On 5 July 2010, Alves joined Steaua București on a free transfer, signing a two-year contract. He made his Liga I debut 20 days later, against Universitatea Cluj.

Alves scored his first two official goals for Steaua on 5 April 2011, in a 5–0 home defeat of Unirea Urziceni in the league, with his team eventually ranking fifth and qualifying for the Europa League. In June 2012, he was released by the club due to his high salary.

Alves agreed to stay in Romania on 17 August 2012, on a two-year deal at Petrolul Ploiești. He was eventually awarded captaincy.

On 3 September 2017, the 36-year-old Alves announced his retirement. In the previous season, he won his only national championship with Astra Giurgiu.

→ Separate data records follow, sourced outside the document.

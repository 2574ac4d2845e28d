//! Typed source-row cells and the deterministic input-hash rollup that
//! feeds the skipledger hash engine (`skipledger-core`).

mod cell;
mod error;
mod source_row;

pub use cell::{Cell, SaltScheme, MAX_VARIABLE_LEN};
pub use error::Error;
pub use source_row::SourceRow;
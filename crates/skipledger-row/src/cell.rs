use crate::Error;
use skipledger_digest::{Digest, Hash, HASH_LEN};

/// Maximum encoded length for `STRING` and `BYTES` cells.
pub const MAX_VARIABLE_LEN: usize = 65_535;

/// A typed cell value, the unit `SourceRow` cells are built from.
///
/// Collapses the source format's deep value-type hierarchy to a small,
/// fixed tagged enum (see the workspace design notes on deep inheritance
/// over column values): polymorphic behavior becomes a match over the tag.
#[derive(Debug, Clone, PartialEq, serde::Serialize, serde::Deserialize)]
#[serde(tag = "type", content = "value", rename_all = "snake_case")]
pub enum Cell {
    Null,
    Bytes(Vec<u8>),
    Hash(Hash),
    String(String),
    Long(i64),
    Double(f64),
    /// UTC milliseconds.
    Date(i64),
}

impl Cell {
    /// Build a `BYTES` cell, canonically promoting exactly-32-byte values to
    /// `HASH` the way decoders do on the wire.
    pub fn bytes(data: Vec<u8>) -> Result<Self, Error> {
        if data.len() > MAX_VARIABLE_LEN {
            return Err(Error::Oversize { len: data.len() });
        }
        if data.len() == HASH_LEN {
            let mut h = [0u8; HASH_LEN];
            h.copy_from_slice(&data);
            return Ok(Cell::Hash(h));
        }
        Ok(Cell::Bytes(data))
    }

    /// Build a `STRING` cell, rejecting UTF-8 payloads over the byte limit.
    pub fn string(s: impl Into<String>) -> Result<Self, Error> {
        let s = s.into();
        if s.len() > MAX_VARIABLE_LEN {
            return Err(Error::Oversize { len: s.len() });
        }
        Ok(Cell::String(s))
    }

    /// Whether salting this cell is permitted. `HASH` is always unsalted;
    /// `DOUBLE` is rejected under any scheme that would salt it (see
    /// `SourceRow::new`).
    pub(crate) fn allows_salt(&self) -> bool {
        !matches!(self, Cell::Hash(_))
    }

    pub(crate) fn is_double(&self) -> bool {
        matches!(self, Cell::Double(_))
    }

    /// The fixed typed encoding used as input to unsalted/salted hashing.
    pub fn typed_encoding(&self) -> Result<Vec<u8>, Error> {
        Ok(match self {
            Cell::Null => vec![0x00],
            Cell::Long(v) => v.to_be_bytes().to_vec(),
            Cell::Date(v) => v.to_be_bytes().to_vec(),
            Cell::Double(v) => v.to_bits().to_be_bytes().to_vec(),
            Cell::String(s) => {
                if s.len() > MAX_VARIABLE_LEN {
                    return Err(Error::Oversize { len: s.len() });
                }
                let mut out = (s.len() as u32).to_be_bytes().to_vec();
                out.extend_from_slice(s.as_bytes());
                out
            }
            Cell::Bytes(b) => {
                if b.len() > MAX_VARIABLE_LEN {
                    return Err(Error::Oversize { len: b.len() });
                }
                let mut out = (b.len() as u16).to_be_bytes().to_vec();
                out.extend_from_slice(b);
                out
            }
            Cell::Hash(h) => h.to_vec(),
        })
    }

    /// Unsalted cell hash: `H(typed-encoding(value))`.
    pub fn unsalted_hash(&self, digest: &mut Digest) -> Result<Hash, Error> {
        let encoded = self.typed_encoding()?;
        Ok(digest.hash(&[&encoded]))
    }

    /// Salted cell hash: `H( cellSalt ‖ H(typed-encoding(value)) )`. `HASH`
    /// cells ignore the requested salt and always hash unsalted.
    pub fn salted_hash(&self, cell_salt: Hash, digest: &mut Digest) -> Result<Hash, Error> {
        if !self.allows_salt() {
            return self.unsalted_hash(digest);
        }
        let inner = self.unsalted_hash(digest)?;
        Ok(digest.hash(&[&cell_salt, &inner]))
    }

    /// Total function replacing reflection-based `Object -> Cell` dispatch:
    /// classify a loosely-typed JSON value into a `Cell`, or `BadType`.
    pub fn classify(value: &serde_json::Value) -> Result<Self, Error> {
        use serde_json::Value;
        match value {
            Value::Null => Ok(Cell::Null),
            Value::Bool(_) => Err(Error::BadType("bool is not a supported cell type")),
            Value::String(s) => Cell::string(s.clone()),
            Value::Number(n) => {
                if let Some(i) = n.as_i64() {
                    Ok(Cell::Long(i))
                } else if let Some(f) = n.as_f64() {
                    Ok(Cell::Double(f))
                } else {
                    Err(Error::BadType("numeric cell exceeds 64-bit precision"))
                }
            }
            Value::Array(items) => {
                let mut bytes = Vec::with_capacity(items.len());
                for item in items {
                    let n = item
                        .as_u64()
                        .filter(|n| *n <= u8::MAX as u64)
                        .ok_or(Error::BadType("byte array elements must be u8"))?;
                    bytes.push(n as u8);
                }
                Cell::bytes(bytes)
            }
            Value::Object(_) => Err(Error::BadType("nested objects are not a supported cell type")),
        }
    }
}

/// Which cell indices of a `SourceRow` are salted.
#[derive(Debug, Clone, PartialEq, Eq, serde::Serialize, serde::Deserialize)]
#[serde(tag = "scheme", rename_all = "snake_case")]
pub enum SaltScheme {
    NoSalt,
    SaltAll,
    SaltOnly(std::collections::BTreeSet<usize>),
    SaltExcept(std::collections::BTreeSet<usize>),
}

impl SaltScheme {
    /// Whether index `idx` is salted under this scheme.
    pub fn salts(&self, idx: usize) -> bool {
        match self {
            SaltScheme::NoSalt => false,
            SaltScheme::SaltAll => true,
            SaltScheme::SaltOnly(set) => set.contains(&idx),
            SaltScheme::SaltExcept(set) => !set.contains(&idx),
        }
    }
}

Alves subsequently worked as youth coach at Rapid București.

==Personal life==
Alves' younger brother, Bruno, was also a footballer and a central defender; he had paternal Brazilian ancestry, his father Washington having spent ten years of his career in Portugal – mainly with Varzim – where his children were born. The youngest sibling, Júlio, was also a footballer, and their uncle Geraldo Assoviador also played the sport.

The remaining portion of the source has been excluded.